But the new curriculum does not combine historical thinking, or skills, on the one hand, with the facts, it just has the facts !
DAVID STARKEY
Good, so we are now agreeing Richard, are we, that the current curriculum has fundamental problems?
RICHARD EVANS
No, you are generalizing from one tiny example…
DAVID STARKEY
No, forgive me, no no no no… because I’ve never seen any evidence in any teaching materials that there is any debate about Mary Seacole. At all.
ANDREW NEALE
You get the final word because he has .. a lot…
RICHARD EVANS
Well, the current curriculum does a narrative of British history from the age of eleven up to the age of fourteen (let us remember that this is up to the age of fourteen) there’s a whole another bunch of problems about 14 to 16, 16 to 18. But the current curriculum actually is centred on a narrative of British history [Andrew Neil: And you are happy with that] and it combines that with skills and it has some world history and some European history and that is what the new one is absolutely missing, you will have a whole generation of kids leaving school without knowing anything of the history of any other country apart from Britain…
DAVID STARKEY
Sorry, just a final second, it really is wrong that the campaign to retain Seacole within the current curriculum was headed by a list of signatories, with Jesse Jackson at the top, in other words, the current curriculum is politically and left-wing skewed, and quite deliberately so, it is a product of the last government, and it needs demolishing now!
ANDREW NEIL
And we shall see how many of our viewers have ever heard of Mary Seacole… and you both get a hundred lines for over running….
OUT 37.51
--------------------------------------------------------------------------------------------------------------------------------------On 27th February we were involved in an interesting debate on air and on twitter via Radio5 Live led by Richard Bacon, responding to the fifteen historians who wrote a Letter published in today's "The Times" in support of Michael Gove's proposals to change the history curriculum. This is now in the teeth of huge opposition by history teachers, both in schools and universities, led by The Historical Association, and The Royal Historical Society. Many involved in the debate today had not had access to the text of "The Times" letter, so here it is, with the fifteen historians identified, incase you want to be in dialgoue with these participants and develop the debate further:
The full text of the historians’ letter to THE TIMES Wednesday 27 February 2013:
Dear Sir,
We believe that every pupil should have the opportunity to attain a broad and comprehensive knowledge of English and British history. Alongside other core subjects of the curriculum, mathematics, English, sciences and modern languages, history has a special role in developing in each and every individual a sense of their own identity as part of a historic community with world-wide links, interwoven with the ability to analyse and research the past that remains essential for a full understanding of modern society.

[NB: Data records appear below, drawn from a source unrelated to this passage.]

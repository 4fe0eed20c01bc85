#![allow(dead_code)]

use std::collections::HashMap;
use std::sync::Arc;

use taghint::{
    AnnotationReader, ClassMeta, InMemoryReflector, MethodMeta, ParameterMeta, PropertyMeta,
};

/// A bare class whose namespace is derived from the qualified name.
pub fn class(name: &str) -> ClassMeta {
    let namespace = name
        .rsplit_once('\\')
        .map(|(ns, _)| ns.to_string())
        .unwrap_or_default();
    ClassMeta {
        name: name.to_string(),
        namespace,
        ..ClassMeta::default()
    }
}

pub fn property(name: &str, doc: &str) -> PropertyMeta {
    PropertyMeta {
        name: name.to_string(),
        doc_comment: Some(doc.to_string()),
    }
}

pub fn method(name: &str, doc: &str) -> MethodMeta {
    MethodMeta {
        name: name.to_string(),
        doc_comment: Some(doc.to_string()),
        ..MethodMeta::default()
    }
}

pub fn param(name: &str) -> ParameterMeta {
    ParameterMeta {
        name: name.to_string(),
        default_value: None,
    }
}

pub fn imports(pairs: &[(&str, &str)]) -> HashMap<String, String> {
    pairs
        .iter()
        .map(|(alias, fqn)| (alias.to_string(), fqn.to_string()))
        .collect()
}

pub fn reflector(classes: Vec<ClassMeta>) -> Arc<InMemoryReflector> {
    let mut reflector = InMemoryReflector::new();
    for class in classes {
        reflector.add(class);
    }
    Arc::new(reflector)
}

pub fn reader(classes: Vec<ClassMeta>) -> AnnotationReader {
    AnnotationReader::from_reflector(reflector(classes)).expect("doc comments are available")
}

It should be made possible for every pupil to take in the full narrative of our history throughout every century. No one would expect a pupil to be denied the full range of the English language; equally, no pupil should any longer be denied the chance to obtain a full knowledge of the rich tapestry of the history of their own country, in both its internal and international dimensions.
It is for this reason that we give our support in principle to the changes to the new national curriculum for history that the government is proposing. While these proposals will no doubt be adapted as a result of full consultation, the essential idea that a curriculum framework should ensure that pupils are given an overall understanding of history through its most important changes, events and individuals is a welcome one. Above all, we recognise that a coherent curriculum that reflects how events and topics relate to one another over time, together with a renewed focus in primary school for history, has long been needed. Such is the consensus view in most countries of Europe. We also welcome the indication that sufficient freedom will in future be given to history teachers to plan and teach in ways which will revitalise history in schools.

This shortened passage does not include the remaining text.